New Mexico’s bipartisan Revenue Stabilization & Tax Policy Committee is exploring the possibility of taxing out-of-state companies that do business in New Mexico. A discussion draft introduced earlier this month would expand the definition of “engaging in business” to include certain businesses lacking a physical presence in the state. The proposal excludes from taxation those businesses with “less than one hundred thousand ($100,000) of gross receipts in the state, based on receipts during the prior calendar year.”
This isn’t the first time the New Mexico legislature has explored ways to level the playing field between noncollecting out-of-state sellers and collecting in-state vendors. However, former Taxation and Revenue Department Secretary Demesia Padilla during her tenure urged state lawmakers to “wait for the U.S. Congress to create a national policy” rather than impose a state law that could be found unconstitutional.
Yet federal lawmakers have thus far been unable to come up with a solution to the problem, in spite of the fact that three different bills await consideration: the Marketplace Fairness Act, the Remote Transactions Parity Act, and the Online Sales Simplification Act. As a January 2016 report on FY 2017 by the legislative finance committee notes, “It is unclear whether these bills will pass or how their specific provisions would affect New Mexico.”

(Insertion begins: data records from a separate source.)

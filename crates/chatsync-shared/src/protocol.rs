use chrono::{DateTime, FixedOffset, NaiveDateTime, Utc};
use serde::de::{self, DeserializeOwned};
use serde::{Deserialize, Deserializer, Serialize};
use serde_json::Value;

use crate::error::FrameError;
use crate::types::MessageId;

/// A chat message as broadcast by the server.
///
/// `content` and `username` are carried exactly as received; escaping is
/// the render layer's job.
#[derive(Debug, Clone, Serialize, Deserialize, PartialEq, Eq)]
pub struct Message {
    /// Server-assigned id, unique within the room
    pub id: MessageId,
    pub username: String,
    /// Send time. Timestamps without an offset are taken as UTC.
    #[serde(deserialize_with = "utc_timestamp")]
    pub timestamp: DateTime<Utc>,
    /// Message text (empty when the message only carries an attachment)
    #[serde(default, deserialize_with = "null_as_empty")]
    pub content: String,
    /// Link to the uploaded attachment, if any
    #[serde(default)]
    pub attachment_url: Option<String>,
}

/// One entry of a history page: a message plus who has already read it.
#[derive(Debug, Clone, Serialize, Deserialize, PartialEq, Eq)]
pub struct HistoryMessage {
    #[serde(flatten)]
    pub message: Message,
    #[serde(default)]
    pub read_by: Vec<String>,
}

impl From<Message> for HistoryMessage {
    fn from(message: Message) -> Self {
        Self {
            message,
            read_by: Vec::new(),
        }
    }
}

/// Response body of `GET /api/messages/{room}/`.
///
/// Messages are ordered oldest-first within the page; page 1 is the most
/// recent batch. An empty `messages` list means history is exhausted.
#[derive(Debug, Clone, Default, Serialize, Deserialize, PartialEq, Eq)]
pub struct HistoryPage {
    #[serde(default)]
    pub messages: Vec<HistoryMessage>,
    #[serde(default)]
    pub page: Option<u32>,
    #[serde(default)]
    pub num_pages: Option<u32>,
}

impl HistoryPage {
    /// Whether the server reported `requested` as its last page.
    ///
    /// The server clamps out-of-range page numbers to the last page, so
    /// this is the only way to stop before fetching the same page twice.
    pub fn is_last_page(&self, requested: u32) -> bool {
        self.num_pages.is_some_and(|total| requested >= total)
    }
}

/// Typing notification. Carries no state.
#[derive(Debug, Clone, Serialize, Deserialize, PartialEq, Eq)]
pub struct TypingFrame {
    #[serde(default)]
    pub username: Option<String>,
}

/// Read receipt: `username` has read `message_id`.
#[derive(Debug, Clone, Serialize, Deserialize, PartialEq, Eq)]
pub struct ReadFrame {
    pub message_id: MessageId,
    pub username: String,
}

#[derive(Debug, Clone, Copy, Serialize, Deserialize, PartialEq, Eq)]
#[serde(rename_all = "lowercase")]
pub enum PresenceAction {
    Join,
    Leave,
}

/// A user joined or left the room.
#[derive(Debug, Clone, Serialize, Deserialize, PartialEq, Eq)]
pub struct PresenceFrame {
    pub action: PresenceAction,
    pub username: String,
}

/// All frames the server pushes over the room websocket.
#[derive(Debug, Clone, PartialEq, Eq)]
pub enum ServerFrame {
    Message(Message),
    Typing(TypingFrame),
    Read(ReadFrame),
    Presence(PresenceFrame),
    /// A frame kind this client does not know. Ignored by receivers.
    Unknown(String),
}

impl ServerFrame {
    /// Decode a raw text frame.
    ///
    /// The `type` field selects the payload shape. Unrecognized kinds decode
    /// to [`ServerFrame::Unknown`] instead of failing.
    pub fn decode(raw: &str) -> Result<Self, FrameError> {
        let value: Value = serde_json::from_str(raw).map_err(FrameError::InvalidJson)?;

        let kind = value
            .as_object()
            .ok_or(FrameError::NotAnObject)?
            .get("type")
            .and_then(Value::as_str)
            .ok_or(FrameError::MissingType)?
            .to_owned();

        match kind.as_str() {
            "message" => decode_payload("message", value).map(Self::Message),
            "typing" => decode_payload("typing", value).map(Self::Typing),
            "read" => decode_payload("read", value).map(Self::Read),
            "presence" => decode_payload("presence", value).map(Self::Presence),
            _ => Ok(Self::Unknown(kind)),
        }
    }

    pub fn kind(&self) -> &str {
        match self {
            Self::Message(_) => "message",
            Self::Typing(_) => "typing",
            Self::Read(_) => "read",
            Self::Presence(_) => "presence",
            Self::Unknown(kind) => kind,
        }
    }
}

/// Frames this client sends to the server.
///
/// Ids and timestamps are assigned server side; the reader of a `read`
/// frame is taken from the authenticated connection.
#[derive(Debug, Clone, Serialize, PartialEq, Eq)]
#[serde(tag = "type", rename_all = "lowercase")]
pub enum ClientFrame {
    Message { message: String, username: String },
    Typing { username: String },
    Read { message_id: MessageId },
}

impl ClientFrame {
    /// Serialize to the JSON text sent over the websocket
    pub fn encode(&self) -> Result<String, FrameError> {
        serde_json::to_string(self).map_err(FrameError::Encode)
    }

    pub fn kind(&self) -> &'static str {
        match self {
            Self::Message { .. } => "message",
            Self::Typing { .. } => "typing",
            Self::Read { .. } => "read",
        }
    }
}

fn decode_payload<T: DeserializeOwned>(kind: &'static str, value: Value) -> Result<T, FrameError> {
    serde_json::from_value(value).map_err(|source| FrameError::InvalidPayload { kind, source })
}

fn null_as_empty<'de, D: Deserializer<'de>>(deserializer: D) -> Result<String, D::Error> {
    Ok(Option::<String>::deserialize(deserializer)?.unwrap_or_default())
}

/// Accept RFC 3339 timestamps, or naive ISO 8601 ones as emitted by a
/// server running without time zone support.
fn utc_timestamp<'de, D: Deserializer<'de>>(deserializer: D) -> Result<DateTime<Utc>, D::Error> {
    let raw = String::deserialize(deserializer)?;
    if let Ok(timestamp) = raw.parse::<DateTime<FixedOffset>>() {
        return Ok(timestamp.with_timezone(&Utc));
    }
    raw.parse::<NaiveDateTime>()
        .or_else(|_| NaiveDateTime::parse_from_str(&raw, "%Y-%m-%d %H:%M:%S%.f"))
        .map(|naive| naive.and_utc())
        .map_err(|e| de::Error::custom(format!("invalid timestamp {raw:?}: {e}")))
}

#[cfg(test)]
mod tests {
    use super::*;

    #[test]
    fn test_decode_message_frame() {
        let raw = r#"{"type":"message","id":12,"username":"alice",
            "content":"hi <b>there</b>","attachment_url":null,
            "timestamp":"2024-03-01T10:15:00.123456+00:00"}"#;

        let ServerFrame::Message(msg) = ServerFrame::decode(raw).unwrap() else {
            panic!("expected a message frame");
        };
        assert_eq!(msg.id, MessageId(12));
        assert_eq!(msg.username, "alice");
        assert_eq!(msg.content, "hi <b>there</b>");
        assert_eq!(msg.attachment_url, None);
        assert_eq!(msg.timestamp.to_rfc3339(), "2024-03-01T10:15:00.123456+00:00");
    }

    #[test]
    fn test_decode_message_without_content() {
        let raw = r#"{"type":"message","id":3,"username":"bob",
            "timestamp":"2024-03-01T10:15:00Z","attachment_url":"/media/attachments/a.png"}"#;

        let ServerFrame::Message(msg) = ServerFrame::decode(raw).unwrap() else {
            panic!("expected a message frame");
        };
        assert!(msg.content.is_empty());
        assert_eq!(msg.attachment_url.as_deref(), Some("/media/attachments/a.png"));

        let raw = r#"{"type":"message","id":4,"username":"bob","content":null,
            "timestamp":"2024-03-01T10:15:00Z"}"#;
        let ServerFrame::Message(msg) = ServerFrame::decode(raw).unwrap() else {
            panic!("expected a message frame");
        };
        assert!(msg.content.is_empty());
    }

    #[test]
    fn test_decode_naive_timestamp_as_utc() {
        let raw = r#"{"type":"message","id":5,"username":"bob","content":"hey",
            "timestamp":"2024-03-01T10:15:00.250000"}"#;
        let ServerFrame::Message(msg) = ServerFrame::decode(raw).unwrap() else {
            panic!("expected a message frame");
        };
        assert_eq!(msg.timestamp.to_rfc3339(), "2024-03-01T10:15:00.250+00:00");

        let page: HistoryPage = serde_json::from_str(
            r#"{"messages":[{"id":6,"username":"a","content":"x",
                "timestamp":"2024-03-01 09:00:00","read_by":["b"]}]}"#,
        )
        .unwrap();
        assert_eq!(
            page.messages[0].message.timestamp.to_rfc3339(),
            "2024-03-01T09:00:00+00:00"
        );

        let raw = r#"{"type":"message","id":7,"username":"bob","timestamp":"yesterday"}"#;
        assert!(matches!(
            ServerFrame::decode(raw),
            Err(FrameError::InvalidPayload { kind: "message", .. })
        ));
    }

    #[test]
    fn test_decode_message_missing_required_field() {
        let raw = r#"{"type":"message","username":"bob","timestamp":"2024-03-01T10:15:00Z"}"#;
        let err = ServerFrame::decode(raw).unwrap_err();
        assert!(matches!(err, FrameError::InvalidPayload { kind: "message", .. }));

        let raw = r#"{"type":"message","id":1,"username":"bob"}"#;
        assert!(ServerFrame::decode(raw).is_err());
    }

    #[test]
    fn test_decode_rejects_garbage() {
        assert!(matches!(
            ServerFrame::decode("not json"),
            Err(FrameError::InvalidJson(_))
        ));
        assert!(matches!(
            ServerFrame::decode("[1,2,3]"),
            Err(FrameError::NotAnObject)
        ));
        assert!(matches!(
            ServerFrame::decode(r#"{"username":"bob"}"#),
            Err(FrameError::MissingType)
        ));
        assert!(matches!(
            ServerFrame::decode(r#"{"type":5}"#),
            Err(FrameError::MissingType)
        ));
    }

    #[test]
    fn test_decode_unknown_type_is_not_an_error() {
        let frame = ServerFrame::decode(r#"{"type":"reaction","emoji":"+1"}"#).unwrap();
        assert_eq!(frame, ServerFrame::Unknown("reaction".into()));
        assert_eq!(frame.kind(), "reaction");
    }

    #[test]
    fn test_decode_presence_and_read() {
        let frame =
            ServerFrame::decode(r#"{"type":"presence","action":"join","username":"alice"}"#)
                .unwrap();
        assert_eq!(
            frame,
            ServerFrame::Presence(PresenceFrame {
                action: PresenceAction::Join,
                username: "alice".into(),
            })
        );

        let bad = ServerFrame::decode(r#"{"type":"presence","action":"wave","username":"a"}"#);
        assert!(matches!(
            bad,
            Err(FrameError::InvalidPayload { kind: "presence", .. })
        ));

        let frame =
            ServerFrame::decode(r#"{"type":"read","message_id":9,"username":"carol"}"#).unwrap();
        assert_eq!(
            frame,
            ServerFrame::Read(ReadFrame {
                message_id: MessageId(9),
                username: "carol".into(),
            })
        );
        assert!(ServerFrame::decode(r#"{"type":"read","message_id":9}"#).is_err());
    }

    #[test]
    fn test_decode_typing_with_null_username() {
        let frame = ServerFrame::decode(r#"{"type":"typing","username":null}"#).unwrap();
        assert_eq!(frame, ServerFrame::Typing(TypingFrame { username: None }));
    }

    #[test]
    fn test_encode_client_frames() {
        let frame = ClientFrame::Message {
            message: "hello".into(),
            username: "alice".into(),
        };
        let value: Value = serde_json::from_str(&frame.encode().unwrap()).unwrap();
        assert_eq!(
            value,
            serde_json::json!({"type": "message", "message": "hello", "username": "alice"})
        );

        let frame = ClientFrame::Read {
            message_id: MessageId(5),
        };
        let value: Value = serde_json::from_str(&frame.encode().unwrap()).unwrap();
        assert_eq!(value, serde_json::json!({"type": "read", "message_id": 5}));

        let frame = ClientFrame::Typing {
            username: "alice".into(),
        };
        assert_eq!(frame.kind(), "typing");
        let value: Value = serde_json::from_str(&frame.encode().unwrap()).unwrap();
        assert_eq!(value, serde_json::json!({"type": "typing", "username": "alice"}));
    }

    #[test]
    fn test_history_page_parses_read_by() {
        let raw = r#"{"messages":[
            {"id":8,"username":"a","timestamp":"2024-03-01T10:00:00Z","content":"x",
             "attachment_url":null,"read_by":["b","c"]},
            {"id":9,"username":"b","timestamp":"2024-03-01T10:01:00Z","content":"y",
             "attachment_url":null,"read_by":[]}
        ],"page":2,"num_pages":3}"#;

        let page: HistoryPage = serde_json::from_str(raw).unwrap();
        assert_eq!(page.messages.len(), 2);
        assert_eq!(page.messages[0].message.id, MessageId(8));
        assert_eq!(page.messages[0].read_by, vec!["b", "c"]);
        assert!(!page.is_last_page(2));
        assert!(page.is_last_page(3));
    }

    #[test]
    fn test_history_page_without_metadata() {
        let page: HistoryPage = serde_json::from_str(r#"{"messages":[]}"#).unwrap();
        assert!(page.messages.is_empty());
        assert!(!page.is_last_page(100));

        let page: HistoryPage = serde_json::from_str("{}").unwrap();
        assert!(page.messages.is_empty());
    }
}
//! Attachment upload.
//!
//! Files are posted as a multipart form to `POST /rooms/{room}/upload/`.
//! The server stores the attachment as a new message and answers with that
//! message, server-assigned id included.

use std::path::Path;

use reqwest::multipart::{Form, Part};
use reqwest::{Client, Url};
use tracing::info;

use chatsync_shared::constants::{CSRF_HEADER, MAX_FILE_SIZE};
use chatsync_shared::Message;

use crate::endpoint;
use crate::error::NetError;

#[derive(Debug, Clone)]
pub struct UploadClient {
    http: Client,
    base_url: String,
    room: String,
    csrf_token: Option<String>,
}

impl UploadClient {
    pub fn new(base_url: &str, room: &str) -> Self {
        Self {
            http: Client::new(),
            base_url: base_url.to_string(),
            room: room.to_string(),
            csrf_token: None,
        }
    }

    /// Token sent in the `X-CSRFToken` header of every upload.
    pub fn with_csrf_token(mut self, token: impl Into<String>) -> Self {
        self.csrf_token = Some(token.into());
        self
    }

    pub fn endpoint(&self) -> Result<Url, NetError> {
        endpoint::join_segments(&self.base_url, &["rooms", self.room.as_str(), "upload"])
    }

    /// Upload `bytes` as `file_name` with an optional caption `text`.
    pub async fn upload(
        &self,
        file_name: &str,
        bytes: Vec<u8>,
        text: &str,
    ) -> Result<Message, NetError> {
        let size = bytes.len();
        if size > MAX_FILE_SIZE {
            return Err(NetError::FileTooLarge {
                size,
                max: MAX_FILE_SIZE,
            });
        }

        let form = Form::new()
            .part("file", Part::bytes(bytes).file_name(file_name.to_string()))
            .text("text", text.to_string());

        let mut req = self.http.post(self.endpoint()?).multipart(form);
        if let Some(ref token) = self.csrf_token {
            req = req.header(CSRF_HEADER, token.as_str());
        }

        let resp = req.send().await?;
        let status = resp.status();
        if !status.is_success() {
            let body = resp.text().await.unwrap_or_default();
            return Err(NetError::Status {
                status: status.as_u16(),
                body,
            });
        }

        let message: Message = resp.json().await?;
        info!(
            msg_id = %message.id,
            file_name = %file_name,
            size,
            "Attachment uploaded"
        );
        Ok(message)
    }

    /// Read `path` from disk and upload it under its file name.
    pub async fn upload_file(&self, path: &Path, text: &str) -> Result<Message, NetError> {
        let file_name = path
            .file_name()
            .and_then(|n| n.to_str())
            .unwrap_or("upload")
            .to_string();

        let size = tokio::fs::metadata(path).await?.len() as usize;
        if size > MAX_FILE_SIZE {
            return Err(NetError::FileTooLarge {
                size,
                max: MAX_FILE_SIZE,
            });
        }

        let bytes = tokio::fs::read(path).await?;
        self.upload(&file_name, bytes, text).await
    }
}
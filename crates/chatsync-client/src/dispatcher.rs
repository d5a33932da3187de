//! Inbound frame routing.
//!
//! Decodes one raw websocket frame, applies it to the [`RoomState`] and
//! yields the notification, if any, the render layer should see.

use tracing::{debug, trace};

use chatsync_shared::{FrameError, PresenceAction, ServerFrame};
use chatsync_store::RoomState;

use crate::events::SessionEvent;

#[derive(Debug, Clone)]
pub struct EventDispatcher {
    local_username: String,
}

impl EventDispatcher {
    pub fn new(local_username: impl Into<String>) -> Self {
        Self {
            local_username: local_username.into(),
        }
    }

    /// Decode and apply `raw`.
    ///
    /// Malformed frames are returned as errors and leave `room` untouched.
    /// Unknown frame kinds and frames that change nothing produce `None`.
    pub fn handle(
        &self,
        raw: &str,
        room: &mut RoomState,
    ) -> Result<Option<SessionEvent>, FrameError> {
        let frame = ServerFrame::decode(raw)?;
        Ok(self.apply(frame, room))
    }

    pub fn apply(&self, frame: ServerFrame, room: &mut RoomState) -> Option<SessionEvent> {
        match frame {
            ServerFrame::Message(message) => {
                if !room.messages.append(message.clone()) {
                    trace!(msg_id = %message.id, "Duplicate message ignored");
                    return None;
                }
                let from_self = message.username == self.local_username;
                Some(SessionEvent::MessageAppended { message, from_self })
            }

            ServerFrame::Typing(typing) => Some(SessionEvent::Typing {
                username: typing.username,
            }),

            ServerFrame::Read(read) => {
                if !room.messages.record_read(read.message_id, &read.username) {
                    return None;
                }
                Some(SessionEvent::ReadReceipt {
                    message_id: read.message_id,
                    username: read.username,
                })
            }

            ServerFrame::Presence(presence) => {
                let changed = match presence.action {
                    PresenceAction::Join => room.presence.join(&presence.username),
                    PresenceAction::Leave => room.presence.leave(&presence.username),
                };
                changed.then(|| SessionEvent::PresenceChanged {
                    online: room.presence.snapshot(),
                })
            }

            ServerFrame::Unknown(kind) => {
                debug!(kind = %kind, "Ignoring unknown frame type");
                None
            }
        }
    }
}
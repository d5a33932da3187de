//! `chatsync` terminal client.
//!
//! Joins one room and mirrors it on stdout. Each input line is sent as a
//! message; lines starting with `/` are commands:
//!
//! ```text
//! /older                 load the next older history page
//! /read                  send read receipts for every loaded message
//! /who                   list online users
//! /upload <path> [text]  upload a file with an optional caption
//! /quit                  leave the room
//! ```

use std::path::Path;
use std::sync::Arc;

use tokio::io::{AsyncBufReadExt, BufReader};
use tracing::{info, warn};

use chatsync_client::{init_tracing, ClientConfig, SessionEvent, SyncSession};
use chatsync_shared::constants::APP_NAME;

#[tokio::main]
async fn main() -> anyhow::Result<()> {
    init_tracing();

    let config = ClientConfig::from_env();
    info!(
        server = %config.server_url,
        room = %config.room,
        user = %config.username,
        "Starting {APP_NAME} v{}",
        env!("CARGO_PKG_VERSION")
    );

    let (session, mut events) = SyncSession::from_config(config);
    let session = Arc::new(session);

    tokio::spawn(async move {
        while let Some(event) = events.recv().await {
            render(&event);
        }
    });

    session.start().await?;
    if let Err(e) = session.load_older_page().await {
        warn!(error = %e, "Initial history load failed");
    }

    let mut lines = BufReader::new(tokio::io::stdin()).lines();
    loop {
        tokio::select! {
            line = lines.next_line() => {
                match line? {
                    Some(line) => {
                        if !handle_line(&session, &line).await {
                            break;
                        }
                    }
                    None => break,
                }
            }
            _ = tokio::signal::ctrl_c() => {
                info!("Received Ctrl+C, shutting down");
                break;
            }
        }
    }

    session.stop().await?;
    Ok(())
}

/// Act on one input line. Returns `false` when the user asked to quit.
async fn handle_line(session: &SyncSession, line: &str) -> bool {
    let line = line.trim();
    let (command, rest) = match line.split_once(' ') {
        Some((command, rest)) => (command, rest.trim()),
        None => (line, ""),
    };

    let result = match command {
        "" => Ok(()),
        "/quit" => return false,
        "/older" => session.load_older_page().await.map(|outcome| {
            println!("* history: {outcome:?}");
        }),
        "/read" => session.mark_visible_as_read().await.map(|sent| {
            println!("* sent {sent} read receipt(s)");
        }),
        "/who" => session.online_users().map(|online| {
            println!("* online: {}", online.join(", "));
        }),
        "/upload" => {
            let (path, text) = rest.split_once(' ').unwrap_or((rest, ""));
            if path.is_empty() {
                println!("* usage: /upload <path> [text]");
                Ok(())
            } else {
                session
                    .send_attachment(Path::new(path), text.trim())
                    .await
                    .map(|_| ())
            }
        }
        _ => {
            if let Err(e) = session.send_typing().await {
                warn!(error = %e, "Typing notification failed");
            }
            session.send_message(line).await.map(|sent| {
                if !sent {
                    println!("* not connected, message dropped");
                }
            })
        }
    };

    if let Err(e) = result {
        warn!(command = %command, error = %e, "Command failed");
    }
    true
}

fn render(event: &SessionEvent) {
    match event {
        SessionEvent::StateChanged(state) => println!("* session {state}"),
        SessionEvent::MessageAppended { message, from_self } => {
            let marker = if *from_self { ">" } else { " " };
            let time = message.timestamp.format("%H:%M");
            match message.attachment_url {
                Some(ref url) => println!(
                    "{marker}[{time}] {}: {} ({url})",
                    message.username, message.content
                ),
                None => println!("{marker}[{time}] {}: {}", message.username, message.content),
            }
        }
        SessionEvent::HistoryPrepended { page, messages } => {
            println!("* page {page}: {} older message(s)", messages.len());
            for message in messages {
                println!(
                    " [{}] {}: {}",
                    message.timestamp.format("%m-%d %H:%M"),
                    message.username,
                    message.content
                );
            }
        }
        SessionEvent::HistoryExhausted => println!("* beginning of history"),
        SessionEvent::Typing { username } => {
            println!("* {} is typing...", username.as_deref().unwrap_or("someone"));
        }
        SessionEvent::ReadReceipt {
            message_id,
            username,
        } => println!("* {username} read #{message_id}"),
        SessionEvent::PresenceChanged { online } => {
            println!("* online: {}", online.join(", "));
        }
        SessionEvent::ConnectionLost { reason } => println!("* connection lost: {reason}"),
    }
}
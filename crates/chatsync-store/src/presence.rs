//! Online-user tracking.
//!
//! Membership comes from presence events only; posting a message does not
//! make a user count as online.

use tracing::debug;

/// Usernames currently online, in the order they joined.
#[derive(Debug, Clone, Default)]
pub struct PresenceTracker {
    online: Vec<String>,
}

impl PresenceTracker {
    /// Create an empty tracker.
    pub fn new() -> Self {
        Self::default()
    }

    /// Mark `username` as online. Returns `false` if it already was.
    pub fn join(&mut self, username: &str) -> bool {
        if self.is_online(username) {
            return false;
        }
        self.online.push(username.to_owned());
        debug!(user = %username, online = self.online.len(), "User joined");
        true
    }

    /// Mark `username` as offline. Returns `false` if it was not online.
    pub fn leave(&mut self, username: &str) -> bool {
        let Some(pos) = self.online.iter().position(|u| u == username) else {
            return false;
        };
        self.online.remove(pos);
        debug!(user = %username, online = self.online.len(), "User left");
        true
    }

    pub fn is_online(&self, username: &str) -> bool {
        self.online.iter().any(|u| u == username)
    }

    /// Owned copy of the online list for rendering.
    pub fn snapshot(&self) -> Vec<String> {
        self.online.clone()
    }

    pub fn len(&self) -> usize {
        self.online.len()
    }

    pub fn is_empty(&self) -> bool {
        self.online.is_empty()
    }

    /// Forget everyone.
    pub fn clear(&mut self) {
        self.online.clear();
    }
}
//! Request extractors whose rejections render through `AppError`, so a
//! malformed body or query string gets the usual JSON error envelope.

use axum::extract::{FromRequest, FromRequestParts};

use crate::errors::AppError;

/// `axum::Json` with an `AppError` rejection.
#[derive(FromRequest)]
#[from_request(via(axum::Json), rejection(AppError))]
pub struct AppJson<T>(pub T);

/// `axum::extract::Query` with an `AppError` rejection.
#[derive(FromRequestParts)]
#[from_request(via(axum::extract::Query), rejection(AppError))]
pub struct AppQuery<T>(pub T);
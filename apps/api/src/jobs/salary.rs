//! Best-effort parsing of free-text salary ranges such as `"12 - 15 LPA"`.
//!
//! Every character other than an ASCII digit or `-` is dropped, the rest is
//! split on `-`, and each component is read as thousands. Text with no usable
//! number parses to `0 - 0` and is flagged as ambiguous so callers can decide
//! whether to accept it. A component too large for `u64` saturates at
//! `u64::MAX` and is flagged the same way.

/// Multiplier applied to every parsed component.
const SALARY_UNIT: u64 = 1000;

#[derive(Debug, Clone, Copy, PartialEq, Eq)]
pub struct SalaryRange {
    pub min: u64,
    pub max: u64,
    /// No component could be read as a number, or one of them overflowed.
    pub ambiguous: bool,
}

pub fn parse_salary_range(text: &str) -> SalaryRange {
    let kept: String = text
        .chars()
        .filter(|c| c.is_ascii_digit() || *c == '-')
        .collect();

    let mut parts = kept.split('-').map(parse_component);
    let first = parts.next().unwrap_or(Component::Empty);
    let second = parts.next().unwrap_or(Component::Empty);

    // A zero component counts as missing, like an empty one.
    let min = first.value().filter(|v| *v > 0).unwrap_or(0);
    let max = second.value().filter(|v| *v > 0).unwrap_or(min);

    let overflowed = first == Component::Overflow || second == Component::Overflow;
    let unreadable = first == Component::Empty && second == Component::Empty;

    SalaryRange {
        min: min.min(max),
        max: min.max(max),
        ambiguous: overflowed || unreadable,
    }
}

#[derive(Debug, Clone, Copy, PartialEq, Eq)]
enum Component {
    Empty,
    Value(u64),
    /// Digits that do not fit in `u64` once scaled.
    Overflow,
}

impl Component {
    fn value(self) -> Option<u64> {
        match self {
            Component::Empty => None,
            Component::Value(v) => Some(v),
            Component::Overflow => Some(u64::MAX),
        }
    }
}

fn parse_component(part: &str) -> Component {
    if part.is_empty() {
        return Component::Empty;
    }
    // `part` is all ASCII digits here, so parsing only fails on overflow.
    match part.parse::<u64>().ok().and_then(|v| v.checked_mul(SALARY_UNIT)) {
        Some(v) => Component::Value(v),
        None => Component::Overflow,
    }
}
use std::sync::Arc;

use crate::config::Config;
use crate::jobs::store::JobStore;
use crate::skills::extractor::SkillExtractor;
use crate::talent::matcher::TalentMatcher;
use crate::talent::roster::CandidateRoster;

/// Shared application state injected into all route handlers via Axum extractors.
#[derive(Clone)]
pub struct AppState {
    /// The one job store for the process; every handler sees the same list.
    pub jobs: JobStore,
    /// Pluggable skill extractor. Default: LlmSkillExtractor.
    pub skill_extractor: Arc<dyn SkillExtractor>,
    /// Pluggable talent matcher. Default: LlmTalentMatcher over `roster`.
    pub talent_matcher: Arc<dyn TalentMatcher>,
    pub roster: Arc<CandidateRoster>,
    pub config: Config,
}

In the absence of a federal solution, a number of states are taking matters into their own hands by taxing certain remote sales. New Mexico may soon seek to do the same: “The imposition of New Mexico tax on remote sellers could generate new revenue for the state." The finance committee report states that the impact of a remote sales tax would be "limited because major online retailers are already collecting and remitting sales tax.” However, Amazon.com doesn't tax New Mexico transactions.
Enforcement
If enacted as written, the policy would take effect July 1, 2018. The New Mexico Department of Taxation and Finance would not enforce collection of gross receipts tax “for a tax period prior to July 1, 2018 on persons engaging in business if, for those tax periods, those persons:
- Lacked physical presence in this state; and
- Did not report taxable gross receipts”
Learn more about state and federal efforts to tax remote sales.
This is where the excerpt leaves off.